■ **Activity**
What is needed is the number of lines below that contain the string "Tagging", with no other text.

Saved entries:
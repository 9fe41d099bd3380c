#![allow(dead_code)]

// std
use std::{
	error::Error as StdError,
	fmt::{Display, Formatter, Result as FmtResult},
	sync::Arc,
};
// crates.io
use app_jwt_transport::{
	http::{HttpRequest, HttpResponse, RoundTripFuture, RoundTripper},
	jsonwebtoken::{Algorithm, DecodingKey, EncodingKey, Validation},
};
use http::{HeaderMap, StatusCode, Uri};
use parking_lot::Mutex;

pub const RSA_PKCS1: &[u8] = include_bytes!("../fixtures/rsa_pkcs1.pem");
pub const RSA_PKCS8: &[u8] = include_bytes!("../fixtures/rsa_pkcs8.pem");
pub const RSA_PUBLIC: &[u8] = include_bytes!("../fixtures/rsa_public.pem");
pub const EC_P256: &[u8] = include_bytes!("../fixtures/ec_p256_pkcs8.pem");
pub const EC_P256_PUBLIC: &[u8] = include_bytes!("../fixtures/ec_p256_public.pem");

pub fn fixture_path(name: &str) -> String {
	format!("{}/tests/fixtures/{name}", env!("CARGO_MANIFEST_DIR"))
}

pub fn rsa_decoding_key() -> DecodingKey {
	DecodingKey::from_rsa_pem(RSA_PUBLIC).expect("RSA public fixture should parse.")
}

pub fn ec_encoding_key() -> EncodingKey {
	EncodingKey::from_ec_pem(EC_P256).expect("EC private fixture should parse.")
}

pub fn ec_decoding_key() -> DecodingKey {
	DecodingKey::from_ec_pem(EC_P256_PUBLIC).expect("EC public fixture should parse.")
}

/// Validation that checks the signature and `exp` presence but not the clock.
pub fn signature_only(algorithm: Algorithm) -> Validation {
	let mut validation = Validation::new(algorithm);

	validation.validate_exp = false;
	validation.set_required_spec_claims(&["exp", "iss"]);

	validation
}

pub fn get(uri: &str) -> HttpRequest {
	let mut request = HttpRequest::new(Vec::new());

	*request.uri_mut() = uri.parse().expect("Test URI should parse.");

	request
}

#[derive(Clone, Debug)]
pub struct Seen {
	pub uri: Uri,
	pub headers: HeaderMap,
}

/// Records every request and answers `204 No Content`.
#[derive(Default)]
pub struct RecordingTransport {
	seen: Mutex<Vec<Seen>>,
}
impl RecordingTransport {
	pub fn seen(&self) -> Vec<Seen> {
		self.seen.lock().clone()
	}

	pub fn calls(&self) -> usize {
		self.seen.lock().len()
	}
}
impl RoundTripper for RecordingTransport {
	type Error = FakeTransportError;

	fn round_trip(&self, request: HttpRequest) -> RoundTripFuture<'_, Self::Error> {
		self.seen
			.lock()
			.push(Seen { uri: request.uri().clone(), headers: request.headers().clone() });

		Box::pin(async {
			let mut response = HttpResponse::new(Vec::new());

			*response.status_mut() = StatusCode::NO_CONTENT;

			Ok(response)
		})
	}
}

#[derive(Clone, Debug, PartialEq, Eq)]
pub enum FakeTransportError {
	Refused { code: u16 },
}
impl Display for FakeTransportError {
	fn fmt(&self, f: &mut Formatter) -> FmtResult {
		match self {
			Self::Refused { code } => write!(f, "Connection refused ({code})."),
		}
	}
}
impl StdError for FakeTransportError {}

/// Counts calls and always fails with the configured error.
pub struct FailingTransport {
	pub error: FakeTransportError,
	pub calls: Mutex<usize>,
}
impl FailingTransport {
	pub fn new(error: FakeTransportError) -> Self {
		Self { error, calls: Mutex::new(0) }
	}
}
impl RoundTripper for FailingTransport {
	type Error = FakeTransportError;

	fn round_trip(&self, _request: HttpRequest) -> RoundTripFuture<'_, Self::Error> {
		*self.calls.lock() += 1;

		let error = self.error.clone();

		Box::pin(async move { Err(error) })
	}
}

/// Generic pass-through decorator used to prove the minting transport stacks both ways.
pub struct Tagging<T> {
	pub inner: Arc<T>,
	pub tag: &'static str,
}
impl<T> RoundTripper for Tagging<T>
where
	T: RoundTripper,
{
	type Error = T::Error;

	fn round_trip(&self, mut request: HttpRequest) -> RoundTripFuture<'_, Self::Error> {
		let value = self.tag.parse().expect("Tag should be a valid header value.");

		request.headers_mut().append("x-tag", value);

		self.inner.round_trip(request)
	}
}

■ **Answer for the task**
2